When adding a new pipeline, you must also set up the test config profile. To do this, we use the nf-core/test-datasets repository. Each pipeline has its own branch on this repository, meaning that the data can be cloned without having to fetch all test data for all pipelines:

git clone --single-branch --branch PIPELINE https://github.com/nf-core/test-datasets.git

To set up the test profile, make a new branch on the nf-core/test-datasets repo through the web page (see instructions). Fork the repository to your user and open a PR to your new branch with a really (really!) tiny dataset. Once merged, set up the conf/test.config file in your pipeline to refer to the URLs for your test data.

These test datasets are used by the automated continuous integration tests. The systems that run these tests are extremely limited in the resources that they have available. Typically, the pipeline should be able to complete in around 10 minutes and use no more than 6-7 GB memory. To achieve this, input files and reference genomes need to be very tiny. If possible, a good approach can be to use PhiX or Yeast as a reference genome. Alternatively, a single small chromosome (or part of a chromosome) can be used. If you are struggling to get the tests to run, ask for help on Slack.

When writing conf/test.config remember to define all required parameters so that the pipeline will run with only -profile test (with the exception of params.outdir). Note that remote URLs cannot be traversed like a regular file system - so glob file expansions such as *.fa will not work.

GitHub Actions workflows

The automated tests with GitHub Actions are configured in the .github/workflows folder that is generated by the template. Each file (branch.yml, ci.yml and linting.yml) defines several tests: branch protection, running the pipeline with the test data, linting the code with nf-core lint, linting the syntax of all Markdown documentation and linting the syntax of all YAML files.

Branch protection

The branch.yml workflow sets the branch protection for the nf-core repository. It is already set up and does not need to be edited. This test will check that pull-requests going to the nf-core repo master branch only come from the dev or patch branches (for releases). In case you want to add branch protection for a repository outside nf-core, you can add an extra step to the workflow with that repository name. You can leave the nf-core branch protection in place so that the nf-core lint command does not throw an error - it only runs on nf-core repositories so it should be ignored.

Linting

The linting.yml workflow will run the nf-core linting tests, as well as other linting tests that ensure that general code styling is maintained.

This workflow is already set up and does not need to be edited.

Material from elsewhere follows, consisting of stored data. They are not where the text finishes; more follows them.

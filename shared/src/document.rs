//! Brazilian document helpers (CPF, CNPJ, phone numbers)
//!
//! Formatting functions are lenient: input that does not have the expected
//! number of digits is returned unchanged. Validation goes through [`TaxId`].

use std::fmt;

use serde::{Deserialize, Serialize};

use crate::error::{AppError, ErrorCode};

const CPF_LEN: usize = 11;
const CNPJ_LEN: usize = 14;

const CNPJ_WEIGHTS_1: [u32; 12] = [5, 4, 3, 2, 9, 8, 7, 6, 5, 4, 3, 2];
const CNPJ_WEIGHTS_2: [u32; 13] = [6, 5, 4, 3, 2, 9, 8, 7, 6, 5, 4, 3, 2];

/// Strip everything except ASCII digits
pub fn digits_only(input: &str) -> String {
    input.chars().filter(|c| c.is_ascii_digit()).collect()
}

/// `12345678900` → `123.456.789-00`
pub fn format_cpf(input: &str) -> String {
    let d = digits_only(input);
    if d.len() != CPF_LEN {
        return input.to_string();
    }
    format!("{}.{}.{}-{}", &d[0..3], &d[3..6], &d[6..9], &d[9..11])
}

/// `12345678000100` → `12.345.678/0001-00`
pub fn format_cnpj(input: &str) -> String {
    let d = digits_only(input);
    if d.len() != CNPJ_LEN {
        return input.to_string();
    }
    format!(
        "{}.{}.{}/{}-{}",
        &d[0..2],
        &d[2..5],
        &d[5..8],
        &d[8..12],
        &d[12..14]
    )
}

/// Mobile `(11) 98765-4321`, landline `(11) 3456-7890`
pub fn format_phone(input: &str) -> String {
    let d = digits_only(input);
    match d.len() {
        11 => format!("({}) {}-{}", &d[0..2], &d[2..7], &d[7..11]),
        10 => format!("({}) {}-{}", &d[0..2], &d[2..6], &d[6..10]),
        _ => input.to_string(),
    }
}

fn to_digits(s: &str) -> Vec<u32> {
    s.chars().filter_map(|c| c.to_digit(10)).collect()
}

fn all_same(digits: &[u32]) -> bool {
    digits.windows(2).all(|w| w[0] == w[1])
}

fn cpf_check_digit(digits: &[u32]) -> u32 {
    let start = digits.len() as u32 + 1;
    let sum: u32 = digits
        .iter()
        .enumerate()
        .map(|(i, d)| d * (start - i as u32))
        .sum();
    let rest = (sum * 10) % 11;
    if rest == 10 { 0 } else { rest }
}

fn cnpj_check_digit(digits: &[u32], weights: &[u32]) -> u32 {
    let sum: u32 = digits.iter().zip(weights).map(|(d, w)| d * w).sum();
    let rest = sum % 11;
    if rest < 2 { 0 } else { 11 - rest }
}

/// Check-digit validation for a CPF (formatted or bare)
pub fn is_valid_cpf(input: &str) -> bool {
    let d = to_digits(&digits_only(input));
    if d.len() != CPF_LEN || all_same(&d) {
        return false;
    }
    cpf_check_digit(&d[..9]) == d[9] && cpf_check_digit(&d[..10]) == d[10]
}

/// Check-digit validation for a CNPJ (formatted or bare)
pub fn is_valid_cnpj(input: &str) -> bool {
    let d = to_digits(&digits_only(input));
    if d.len() != CNPJ_LEN || all_same(&d) {
        return false;
    }
    cnpj_check_digit(&d[..12], &CNPJ_WEIGHTS_1) == d[12]
        && cnpj_check_digit(&d[..13], &CNPJ_WEIGHTS_2) == d[13]
}

/// Kind of Brazilian tax document
#[derive(Debug, Clone, Copy, PartialEq, Eq, Serialize, Deserialize)]
#[serde(rename_all = "UPPERCASE")]
pub enum TaxIdKind {
    Cpf,
    Cnpj,
}

/// Validated tax document, stored as bare digits
#[derive(Debug, Clone, PartialEq, Eq, Hash, Serialize, Deserialize)]
#[serde(try_from = "String", into = "String")]
pub struct TaxId(String);

impl TaxId {
    pub fn parse(input: &str) -> Result<Self, AppError> {
        let digits = digits_only(input);
        let valid = match digits.len() {
            CPF_LEN => is_valid_cpf(&digits),
            CNPJ_LEN => is_valid_cnpj(&digits),
            _ => false,
        };
        if !valid {
            return Err(
                AppError::with_message(ErrorCode::InvalidFormat, "Invalid CPF/CNPJ")
                    .with_detail("tax_id", input),
            );
        }
        Ok(TaxId(digits))
    }

    pub fn kind(&self) -> TaxIdKind {
        if self.0.len() == CPF_LEN {
            TaxIdKind::Cpf
        } else {
            TaxIdKind::Cnpj
        }
    }

    /// Bare digits, the form the gateway expects
    pub fn digits(&self) -> &str {
        &self.0
    }

    pub fn formatted(&self) -> String {
        match self.kind() {
            TaxIdKind::Cpf => format_cpf(&self.0),
            TaxIdKind::Cnpj => format_cnpj(&self.0),
        }
    }
}

impl TryFrom<String> for TaxId {
    type Error = AppError;

    fn try_from(value: String) -> Result<Self, Self::Error> {
        TaxId::parse(&value)
    }
}

impl From<TaxId> for String {
    fn from(value: TaxId) -> Self {
        value.0
    }
}

impl fmt::Display for TaxId {
    fn fmt(&self, f: &mut fmt::Formatter<'_>) -> fmt::Result {
        f.write_str(&self.formatted())
    }
}

#[cfg(test)]
mod tests {
    use super::*;

    #[test]
    fn test_digits_only() {
        assert_eq!(digits_only("12.345.678/0001-00"), "12345678000100");
        assert_eq!(digits_only("abc"), "");
    }

    #[test]
    fn test_format_documents() {
        assert_eq!(format_cpf("12345678900"), "123.456.789-00");
        assert_eq!(format_cnpj("12345678000100"), "12.345.678/0001-00");
        // wrong length passes through
        assert_eq!(format_cpf("123"), "123");
    }

    #[test]
    fn test_format_phone() {
        assert_eq!(format_phone("11987654321"), "(11) 98765-4321");
        assert_eq!(format_phone("1134567890"), "(11) 3456-7890");
        assert_eq!(format_phone("+55"), "+55");
    }

    #[test]
    fn test_cpf_validation() {
        assert!(is_valid_cpf("529.982.247-25"));
        assert!(!is_valid_cpf("529.982.247-26"));
        assert!(!is_valid_cpf("111.111.111-11"));
        assert!(!is_valid_cpf("1234"));
    }

    #[test]
    fn test_cnpj_validation() {
        assert!(is_valid_cnpj("11.222.333/0001-81"));
        assert!(!is_valid_cnpj("11.222.333/0001-80"));
        assert!(!is_valid_cnpj("00000000000000"));
    }

    #[test]
    fn test_tax_id_parse() {
        let cnpj = TaxId::parse("11.222.333/0001-81").unwrap();
        assert_eq!(cnpj.kind(), TaxIdKind::Cnpj);
        assert_eq!(cnpj.digits(), "11222333000181");
        assert_eq!(cnpj.to_string(), "11.222.333/0001-81");

        let cpf = TaxId::parse("52998224725").unwrap();
        assert_eq!(cpf.kind(), TaxIdKind::Cpf);

        let err = TaxId::parse("11.222.333/0001-00").unwrap_err();
        assert_eq!(err.code, ErrorCode::InvalidFormat);
    }

    #[test]
    fn test_tax_id_serde() {
        let id: TaxId = serde_json::from_str("\"11.222.333/0001-81\"").unwrap();
        assert_eq!(serde_json::to_string(&id).unwrap(), "\"11222333000181\"");
        assert!(serde_json::from_str::<TaxId>("\"123\"").is_err());
    }
}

It will check:

  • That markdown / YAML / JSON etc files are properly formatted, using Prettier.
  • That any Python is correctly formatted using Black.
  • That general code structure is maintained (e.g. no trailing whitespaces, final newline is present in all files) with EditorConfig.
  • That the pipeline code follows the nf-core linting rules.
    • You can run this manually with the nf-core lint command.
    • Some of the linting tests can be fixed automatically with the --fix subcommand, for example any files_unchanged type of error: nf-core lint --fix files_unchanged.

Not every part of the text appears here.